The sketch of Fiddleford showing plans for an aqueduct across the present-day A357 (modern map for comparison below)

As a veteran of canal holidays in the ’70s and ’80s, I’ve often wondered what Dorset would have been like had these arteries of the Industrial Revolution reached our county. They almost did: between 1796 and 1803, eight miles of the Dorset and Somerset Canal were constructed at the Somerset end.
Had the ambitious project continued, parts of North Dorset would have been transformed, especially Fiddleford, where there were plans for an aqueduct fed by the Darknell Brook (see images, above).
Had they come to pass, the Fiddleford Inn or the former Traveller’s Rest, two doors away, might now be called the Narrowboat or the Boatman’s Rest.

The feasibility of a ‘Dorset and Somerset Inland Navigation’ was first discussed at a meeting in Wincanton’s Bear Inn in January 1793, when canal- mania was sweeping across the entire country.
In 80 years, 4,000 miles of canals were built, helping to transform both the national economy and local economies along their routes.
The local plan was to provide a waterway link between Poole and Bristol – an alternative to the long and hazardous voyage around Cornwall.

Huge network planned!

Supporters predicted a regular traffic in coal from the Bristol and Somerset coalfields, and Purbeck clay destined for the Staffordshire Potteries.

Other cargoes envisaged included freestone and lime from Somerset and timber, slate and wool from Dorset.
Initially there was great interest from investors with subscriptions greatly exceeding the prescribed minimum.
The proposed route ran from Bath to Frome (with a branch to the Mendip collieries) and on via Wincanton, Henstridge, Stalbridge, Sturminster Newton, Lydlinch, King’s Stag, Mappowder, Ansty, Puddletown and Wareham to Poole Harbour.
Wareham folk were supportive but a meeting at the Crown in Blandford insisted the canal would be more beneficial if it went from Sturminster Newton to Poole via Blandford and Wimborne.

Counting the cost

Robert Whitworth, the project’s consulting engineer until he resigned in September 1793, favoured the Blandford option.
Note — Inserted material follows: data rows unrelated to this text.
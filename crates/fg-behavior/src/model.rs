//! The behavior traits: the extension points for forager decision making.

use fg_core::{ForagerId, SimRng};

use crate::{BehaviorResult, GridContext, Intent, SwarmContext};

/// Pluggable decision making for foragers on the discrete grid.
///
/// The simulation calls [`replan`](Self::replan) once per forager per tick,
/// after the forager has fed on its own cell.  An empty `Vec` means the
/// forager stays put.
///
/// # Example
///
/// ```rust,ignore
/// struct AlwaysEast;
///
/// impl GridBehavior for AlwaysEast {
///     fn replan(&self, f: ForagerId, ctx: &GridContext<'_>, _: &mut SimRng) -> BehaviorResult<Vec<Intent>> {
///         let here = ctx.foragers.position_of(f);
///         Ok(vec![Intent::MoveTo(ctx.grid.wrap(here.offset(1, 0)))])
///     }
/// }
/// ```
pub trait GridBehavior: Send + Sync + 'static {
    fn replan(
        &self,
        forager: ForagerId,
        ctx:     &GridContext<'_>,
        rng:     &mut SimRng,
    ) -> BehaviorResult<Vec<Intent>>;
}

/// Pluggable decision making for foragers in the continuous domain.
pub trait SwarmBehavior: Send + Sync + 'static {
    fn replan(
        &self,
        forager: ForagerId,
        ctx:     &SwarmContext<'_>,
        rng:     &mut SimRng,
    ) -> BehaviorResult<Vec<Intent>>;
}
//! Read-only world views passed to behavior callbacks.

use fg_agent::ForagerStore;
use fg_core::{Cell, Point, Tick};
use fg_food::FoodGrid;
use fg_signal::SignalField;
use fg_spatial::{Grid, Occupancy, Torus};

use crate::SwarmParams;

/// Everything a grid forager may look at.
///
/// Rebuilt by the simulation for every activation, since the previous
/// forager's intents have already been applied.
pub struct GridContext<'a> {
    pub tick:      Tick,
    pub grid:      &'a Grid,
    pub food:      &'a FoodGrid,
    pub occupancy: &'a Occupancy,
    pub foragers:  &'a ForagerStore<Cell>,
}

impl<'a> GridContext<'a> {
    #[inline]
    pub fn new(
        tick:      Tick,
        grid:      &'a Grid,
        food:      &'a FoodGrid,
        occupancy: &'a Occupancy,
        foragers:  &'a ForagerStore<Cell>,
    ) -> Self {
        Self { tick, grid, food, occupancy, foragers }
    }
}

/// Everything a continuous-domain forager may look at.
pub struct SwarmContext<'a> {
    pub tick:     Tick,
    pub torus:    &'a Torus,
    pub signals:  &'a SignalField,
    pub foragers: &'a ForagerStore<Point>,
    pub params:   &'a SwarmParams,
}

impl<'a> SwarmContext<'a> {
    #[inline]
    pub fn new(
        tick:     Tick,
        torus:    &'a Torus,
        signals:  &'a SignalField,
        foragers: &'a ForagerStore<Point>,
        params:   &'a SwarmParams,
    ) -> Self {
        Self { tick, torus, signals, foragers, params }
    }
}
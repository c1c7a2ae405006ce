//! Discrete toroidal grid and its neighborhood queries.
//!
//! # Two kinds of query
//!
//! - [`Grid::neighborhood`] is a *filled* neighborhood: every cell whose
//!   offset lies inside the Moore square or von Neumann diamond of the given
//!   radius.  Foragers use it to enumerate candidate moves.
//! - [`Grid::ring`] is a *boundary-exact shell*: only cells whose wrapped
//!   offsets sit at exactly distance `d`.  The clustered food generator uses
//!   it to place a token at a given jump distance from an anchor.
//!
//! Both return cells in a fixed order (offset `dx` outer, `dy` inner) so
//! a seeded RNG picking from the result is reproducible.

use fg_core::{Cell, FgError, SimRng};

use crate::{CellSet, SpatialError, SpatialResult};

/// Neighborhood metric on the grid.
#[derive(Copy, Clone, Debug, PartialEq, Eq, Default)]
#[cfg_attr(feature = "serde", derive(serde::Serialize, serde::Deserialize))]
#[cfg_attr(feature = "serde", serde(rename_all = "snake_case"))]
pub enum Neighborhood {
    /// Chebyshev metric: the 8-connected square.
    #[default]
    Moore,
    /// Manhattan metric: the 4-connected diamond.
    VonNeumann,
}

impl Neighborhood {
    /// Distance of offset `(dx, dy)` under this metric.
    #[inline]
    pub fn norm(self, dx: i32, dy: i32) -> i32 {
        match self {
            Neighborhood::Moore      => dx.abs().max(dy.abs()),
            Neighborhood::VonNeumann => dx.abs() + dy.abs(),
        }
    }
}

/// A `width × height` grid with wraparound on both axes.
#[derive(Copy, Clone, Debug, PartialEq, Eq)]
#[cfg_attr(feature = "serde", derive(serde::Serialize, serde::Deserialize))]
pub struct Grid {
    width:  i32,
    height: i32,
}

impl Grid {
    pub fn new(width: i32, height: i32) -> SpatialResult<Self> {
        if width < 1 {
            return Err(FgError::config("grid_width", format!("must be >= 1, got {width}")).into());
        }
        if height < 1 {
            return Err(FgError::config("grid_height", format!("must be >= 1, got {height}")).into());
        }
        Ok(Self { width, height })
    }

    /// An `n × n` grid.
    pub fn square(n: i32) -> SpatialResult<Self> {
        Self::new(n, n)
    }

    #[inline]
    pub fn width(&self) -> i32 {
        self.width
    }

    #[inline]
    pub fn height(&self) -> i32 {
        self.height
    }

    #[inline]
    pub fn cell_count(&self) -> usize {
        self.width as usize * self.height as usize
    }

    /// Largest wrapped distance any cell can be from another under either
    /// metric. Radii beyond it add no cells.
    #[inline]
    pub fn reach(&self) -> i32 {
        self.width / 2 + self.height / 2
    }

    /// Length of the grid diagonal in cell units.
    pub fn diagonal(&self) -> f64 {
        ((self.width as f64).powi(2) + (self.height as f64).powi(2)).sqrt()
    }

    #[inline]
    pub fn wrap(&self, c: Cell) -> Cell {
        Cell::new(c.x.rem_euclid(self.width), c.y.rem_euclid(self.height))
    }

    /// Dense row-major index of the (wrapped) cell.
    #[inline]
    pub fn index(&self, c: Cell) -> usize {
        let c = self.wrap(c);
        c.y as usize * self.width as usize + c.x as usize
    }

    /// Inverse of [`index`](Self::index).
    #[inline]
    pub fn cell_at(&self, index: usize) -> Cell {
        let w = self.width as usize;
        Cell::new((index % w) as i32, (index / w) as i32)
    }

    /// Every cell, row-major.
    pub fn cells(&self) -> impl Iterator<Item = Cell> + '_ {
        (0..self.cell_count()).map(|i| self.cell_at(i))
    }

    /// Shortest signed offset from `a` to `b` in cell units.
    #[inline]
    pub fn delta(&self, a: Cell, b: Cell) -> (i32, i32) {
        let a = self.wrap(a);
        let b = self.wrap(b);
        (wrap_axis(b.x - a.x, self.width), wrap_axis(b.y - a.y, self.height))
    }

    /// Distance between two cells under `kind`, respecting wraparound.
    #[inline]
    pub fn distance(&self, a: Cell, b: Cell, kind: Neighborhood) -> i32 {
        let (dx, dy) = self.delta(a, b);
        kind.norm(dx, dy)
    }

    pub fn random_cell(&self, rng: &mut SimRng) -> Cell {
        Cell::new(rng.gen_range(0..self.width), rng.gen_range(0..self.height))
    }

    /// All cells within `radius` of `center`, wrapped and deduplicated.
    ///
    /// The centre is included only when `include_center` is set, even if a
    /// large radius would wrap another offset back onto it.
    pub fn neighborhood(
        &self,
        center:         Cell,
        kind:           Neighborhood,
        include_center: bool,
        radius:         i32,
    ) -> SpatialResult<Vec<Cell>> {
        if radius < 0 {
            return Err(SpatialError::NegativeRadius(radius as f64));
        }
        let center = self.wrap(center);
        let radius = radius.min(self.reach());
        let side = 2 * radius as usize + 1;
        let mut out = Vec::with_capacity(side * side);
        for dx in -radius..=radius {
            for dy in -radius..=radius {
                if kind.norm(dx, dy) > radius {
                    continue;
                }
                out.push(self.wrap(center.offset(dx, dy)));
            }
        }
        Ok(self.finish(out, center, include_center, radius))
    }

    /// Cells whose wrapped offset from `center` is exactly `distance` under
    /// `kind`: a shell, not a disc.
    ///
    /// A shell wider than the grid can hold comes back empty.
    pub fn ring(&self, center: Cell, distance: i32, kind: Neighborhood) -> SpatialResult<Vec<Cell>> {
        if distance < 0 {
            return Err(SpatialError::NegativeRadius(distance as f64));
        }
        let center = self.wrap(center);
        if distance == 0 {
            return Ok(vec![center]);
        }
        if distance > self.reach() {
            return Ok(Vec::new());
        }
        let mut out = Vec::new();
        for dx in -distance..=distance {
            for dy in -distance..=distance {
                if kind.norm(dx, dy) != distance {
                    continue;
                }
                let cell = self.wrap(center.offset(dx, dy));
                if self.distance(center, cell, kind) == distance {
                    out.push(cell);
                }
            }
        }
        Ok(self.finish(out, center, false, distance))
    }

    /// Cells of the Euclidean disc `dx² + dy² ≤ radius²` around `center`.
    pub fn disc(&self, center: Cell, radius: i32) -> SpatialResult<Vec<Cell>> {
        if radius < 0 {
            return Err(SpatialError::NegativeRadius(radius as f64));
        }
        let center = self.wrap(center);
        let radius = radius.min(self.reach());
        let r2 = radius * radius;
        let mut out = Vec::new();
        for dx in -radius..=radius {
            for dy in -radius..=radius {
                if dx * dx + dy * dy <= r2 {
                    out.push(self.wrap(center.offset(dx, dy)));
                }
            }
        }
        Ok(self.finish(out, center, true, radius))
    }

    /// Drop wrapped duplicates (only possible once the span exceeds the grid)
    /// and the centre when it was not requested.
    fn finish(&self, mut cells: Vec<Cell>, center: Cell, include_center: bool, radius: i32) -> Vec<Cell> {
        let span = 2 * radius + 1;
        if span > self.width || span > self.height {
            let mut seen = CellSet::default();
            cells.retain(|c| seen.insert(*c));
        }
        if !include_center {
            cells.retain(|c| *c != center);
        }
        cells
    }
}

#[inline]
fn wrap_axis(d: i32, size: i32) -> i32 {
    // Integer twin of `crate::wrap_delta`; `2d > size` avoids halving odd sizes.
    if 2 * d > size {
        d - size
    } else if 2 * d < -size {
        d + size
    } else {
        d
    }
}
His costing for the 37 miles from Freshford to Stalbridge was £100,234 (approximately £15,461,737 in 2021)

The remaining 33 miles to Poole had an estimated cost of £83,353.

The Blandford route was finally chosen in 1795 but with branches to Wareham and Hamworthy.

It seemed like the perfect compromise but there was still opposition from some landowners.
Lord Rivers insisted that ‘the canal did not proceed beyond some point betwixt Sturminster and Blandford, otherwise withholding his consent’.
In 1796 a drastic decision was taken to abandon the southern section, reducing the canal’s length to 48 miles and the cost to £146,018 (approx. £22,524,212 in 2021 terms).
Bizarrely, it would now terminate at Gain’s Cross, Shillingstone.

Catastrophe rocks the plan

With £73,000 already raised from shareholders, the necessary Act of Parliament was quickly obtained and received royal assent.

It gave the owners the right to draw water from any source within 2,000 yards of their canal and to create a junction with the Kennet and Avon, thus connecting to the national network.

Work on the Mendip collieries branch began in the summer of 1796.

A newspaper advertisement said progress was rapid, the public would soon experience the benefits of the canal and ‘part of it near the collieries is already completed and a barge was launched there on Monday’.

The advertisement proved to be hopelessly optimistic.
Of the original £70,000 pledged by prospective shareholders, only £58,000 materialised.

Over the next few years, partly due to the Napoleonic wars, the company lurched from crisis to crisis and only eight miles of canal were built. Progress was hampered and expenses increased by the rocky terrain.

Those eight miles alone required 28 bridges, three tunnels, an aqueduct, 11 grooved stop-gates, nine double stop-gates and three balance locks.

Construction ceased in 1803, when the last of the money ran out, although hopes lingered
on until the mid-1820s, when attempts were made to involve the canal company in plans for a railway covering the same route. It would be another 30 years before the rail link came to fruition.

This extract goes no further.